Sorting and Limiting
ORDER BY, LIMIT, and OFFSET: controlling the shape of your result set.
By default, a SQL query returns rows in no guaranteed order. The database delivers them in whatever order is most efficient for the execution plan it chose. If you ran the same query twice, you might get rows in a different sequence each time. If you care about the order of results, and you usually do, you have to ask for it explicitly with ORDER BY.
ORDER BY
SELECT name, salary
FROM employees
ORDER BY salary DESC;
Place ORDER BY at the end of your query, after WHERE and any grouping. The direction options are:
| Direction | Keyword | Behavior |
|---|---|---|
| Ascending | ASC | Smallest to largest, A to Z, earliest to latest |
| Descending | DESC | Largest to smallest, Z to A, latest to earliest |
ASC is the default. If you omit the direction, the database sorts ascending.
Sorting by multiple columns
When you provide multiple columns to ORDER BY, the database sorts by the first column, then breaks ties using the second column, and so on down the list:
SELECT name, department, salary
FROM employees
ORDER BY department ASC, salary DESC;
This groups employees by department alphabetically, and within each department, lists the highest-paid employee first. The secondary sort only kicks in when two rows have the same value in the primary sort column.

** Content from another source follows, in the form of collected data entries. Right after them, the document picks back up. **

//! Software rendering surface for the road renderer.
//!
//! Everything draws into an in-memory RGBA framebuffer; the window layer
//! only uploads the finished frame as a texture once per frame.

mod framebuffer;
mod types;

pub use framebuffer::*;
pub use types::*;
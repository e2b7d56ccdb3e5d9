//! Segment boundary lines and the perspective transform
//!
//! A `Line` is one edge of a road slice. It carries three fixed-shape
//! coordinate records: the world position set at track build time, and the
//! camera/screen values overwritten by `project` every frame.

use serde::{Deserialize, Serialize};

use crate::settings::RoadSettings;

/// World-space position of a boundary line
#[derive(Debug, Clone, Copy, Default, Serialize, Deserialize)]
pub struct WorldPoint {
    /// Lateral offset from the road centre (0 for the road itself)
    pub x: f32,
    /// Elevation
    pub y: f32,
    /// Distance along the track
    pub z: f32,
}

/// World position minus camera position, recomputed every frame
#[derive(Debug, Clone, Copy, Default, PartialEq)]
pub struct CameraPoint {
    pub x: f32,
    pub y: f32,
    pub z: f32,
}

/// Projected screen values, overwritten every frame.
///
/// `x`/`y`/`w` hold whole-pixel values; `y` is measured upward from the
/// bottom of the screen. `scale` is the raw perspective factor.
#[derive(Debug, Clone, Copy, Default, PartialEq)]
pub struct ScreenPoint {
    /// Horizontal pixel centre
    pub x: f32,
    /// Vertical pixel position, bottom-up
    pub y: f32,
    /// Half-width of the road in pixels
    pub w: f32,
    /// Perspective scale factor (camera_depth / camera.z)
    pub scale: f32,
}

/// Degenerate projection input. The perspective divide with a zero or
/// non-finite camera depth would emit garbage coordinates that show up as
/// visual corruption, so it fails loudly instead.
#[derive(Debug, Clone, Copy, PartialEq)]
pub enum ProjectionError {
    DegenerateDepth { z: f32 },
}

impl std::fmt::Display for ProjectionError {
    fn fmt(&self, f: &mut std::fmt::Formatter<'_>) -> std::fmt::Result {
        match self {
            ProjectionError::DegenerateDepth { z } => {
                write!(f, "degenerate camera depth {} in projection", z)
            }
        }
    }
}

/// One boundary edge of a segment
#[derive(Debug, Clone)]
pub struct Line {
    pub world: WorldPoint,
    pub camera: CameraPoint,
    pub screen: ScreenPoint,
}

impl Line {
    /// Build a line at the given elevation, `depth_index` segment-depths
    /// into the track.
    pub fn new(elevation: f32, depth_index: usize, segment_height: f32) -> Self {
        Self {
            world: WorldPoint {
                x: 0.0,
                y: elevation,
                z: depth_index as f32 * segment_height,
            },
            camera: CameraPoint::default(),
            screen: ScreenPoint::default(),
        }
    }

    /// Project the stored world position into screen coordinates.
    ///
    /// Screen x/y/w are rounded half-away-from-zero (`f32::round`) to whole
    /// pixels; the single rounding site keeps sub-pixel boundaries stable
    /// from frame to frame. A negative camera depth is legal here (such
    /// lines are discarded by culling before their screen values are used);
    /// zero or non-finite depth is a contract violation.
    pub fn project(
        &mut self,
        settings: &RoadSettings,
        camera_x: f32,
        camera_z: f32,
        player_y: f32,
    ) -> Result<(), ProjectionError> {
        let half_w = settings.half_width();
        let half_h = settings.half_height();

        self.camera.x = self.world.x - camera_x;
        self.camera.y = self.world.y - (settings.camera_height + player_y);
        self.camera.z = self.world.z - camera_z;

        if self.camera.z == 0.0 || !self.camera.z.is_finite() {
            return Err(ProjectionError::DegenerateDepth { z: self.camera.z });
        }

        let scale = settings.camera_depth / self.camera.z;
        self.screen.scale = scale;
        self.screen.x = (half_w + scale * self.camera.x * half_w).round();
        self.screen.y = (half_h + scale * self.camera.y * half_h).round();
        self.screen.w = (scale * settings.road_width * half_w).round();
        Ok(())
    }
}

#[cfg(test)]
mod tests {
    use super::*;

    fn settings() -> RoadSettings {
        RoadSettings::default()
    }

    #[test]
    fn test_scale_positive_and_decreasing_with_depth() {
        let s = settings();
        let mut previous = f32::INFINITY;
        for depth in [1.0, 10.0, 250.0, 4000.0, 90_000.0] {
            let mut line = Line::new(0.0, 0, s.segment_height);
            line.project(&s, 0.0, -depth, 0.0).unwrap();
            assert!(line.screen.scale > 0.0);
            assert!(line.screen.scale < previous);
            previous = line.screen.scale;
        }
    }

    #[test]
    fn test_projection_centres_straight_road() {
        // 800x600, depth 0.84, camera height 1000, road width 2000; a line
        // one unit ahead on the centreline lands on the exact screen centre
        // column with the half-width the formula demands.
        let s = settings();
        let mut line = Line::new(0.0, 0, s.segment_height);
        line.project(&s, 0.0, -1.0, 0.0).unwrap();

        assert_eq!(line.camera.z, 1.0);
        assert_eq!(line.screen.scale, 0.84);
        assert_eq!(line.screen.x, 400.0);
        assert_eq!(line.screen.w, (0.84f32 * 2000.0 * 400.0).round());
    }

    #[test]
    fn test_project_is_idempotent() {
        let s = settings();
        let mut line = Line::new(35.0, 4, s.segment_height);
        line.project(&s, 120.0, 310.0, 18.0).unwrap();
        let camera = line.camera;
        let screen = line.screen;
        line.project(&s, 120.0, 310.0, 18.0).unwrap();
        assert_eq!(line.camera, camera);
        assert_eq!(line.screen, screen);
    }

    #[test]
    fn test_zero_depth_fails_loudly() {
        let s = settings();
        let mut line = Line::new(0.0, 2, s.segment_height);
        let at_line = 2.0 * s.segment_height;
        assert_eq!(
            line.project(&s, 0.0, at_line, 0.0),
            Err(ProjectionError::DegenerateDepth { z: 0.0 })
        );
    }

    #[test]
    fn test_non_finite_depth_fails_loudly() {
        let s = settings();
        let mut line = Line::new(0.0, 1, s.segment_height);
        assert!(line.project(&s, 0.0, f32::NAN, 0.0).is_err());
    }

    #[test]
    fn test_lateral_offset_shifts_screen_x() {
        let s = settings();
        let mut line = Line::new(0.0, 0, s.segment_height);
        // Camera shifted right of the road centre pushes the line left.
        line.project(&s, 500.0, -1000.0, 0.0).unwrap();
        assert!(line.screen.x < s.half_width());
    }
}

Sorting by expressions and aliases
You can sort by any expression, even one that does not appear in your SELECT clause:
SELECT name, salary * 12 AS annual_salary
FROM employees
ORDER BY annual_salary DESC;
PostgreSQL allows referencing the alias in ORDER BY, which is convenient. You can also sort by column position (the number 1 refers to the first column in SELECT, 2 to the second, and so on), but this is fragile: if you reorder the columns in SELECT, the sort changes silently. Prefer aliases or expressions over positional references.
How NULLs sort
NULL values have no natural position in a sort order because they represent unknown values. The SQL standard leaves this behavior to each database. In practice:
- PostgreSQL treats NULLs as larger than any other value, so they appear last in
ASCand first inDESC. - MySQL treats NULLs as smaller than any other value, so they appear first in
ASC.
PostgreSQL gives you explicit control:
ORDER BY commission DESC NULLS LAST -- NULLs after all non-NULL values
ORDER BY commission ASC NULLS FIRST -- NULLs before all non-NULL values
This is useful when NULLs represent a meaningful absence and you want to control whether they surface at the top or bottom of your results.
LIMIT
LIMIT caps the number of rows returned:
SELECT name, salary
FROM employees
ORDER BY salary DESC
LIMIT 10;
This gives you the 10 highest-paid employees. Without ORDER BY, LIMIT gives you an arbitrary 10 rows, which is almost never what you want. Pair them together whenever the specific rows matter.
OFFSET
OFFSET skips rows before starting to return results. Combined with LIMIT, it is the classic pattern for pagination:
-- Page 1: rows 1-10
SELECT name FROM employees ORDER BY id LIMIT 10 OFFSET 0;
-- Page 2: rows 11-20
SELECT name FROM employees ORDER BY id LIMIT 10 OFFSET 10;
-- Page 3: rows 21-30
SELECT name FROM employees ORDER BY id LIMIT 10 OFFSET 20;
There is a performance consideration worth knowing for later: OFFSET requires the database to scan and discard all the skipped rows, which gets progressively slower on large tables as the offset grows. For production pagination on large datasets, keyset pagination (filtering by the last-seen ID rather than using OFFSET) is much faster. That technique is covered in more advanced material, but keeping it in mind now will save you from a performance surprise later.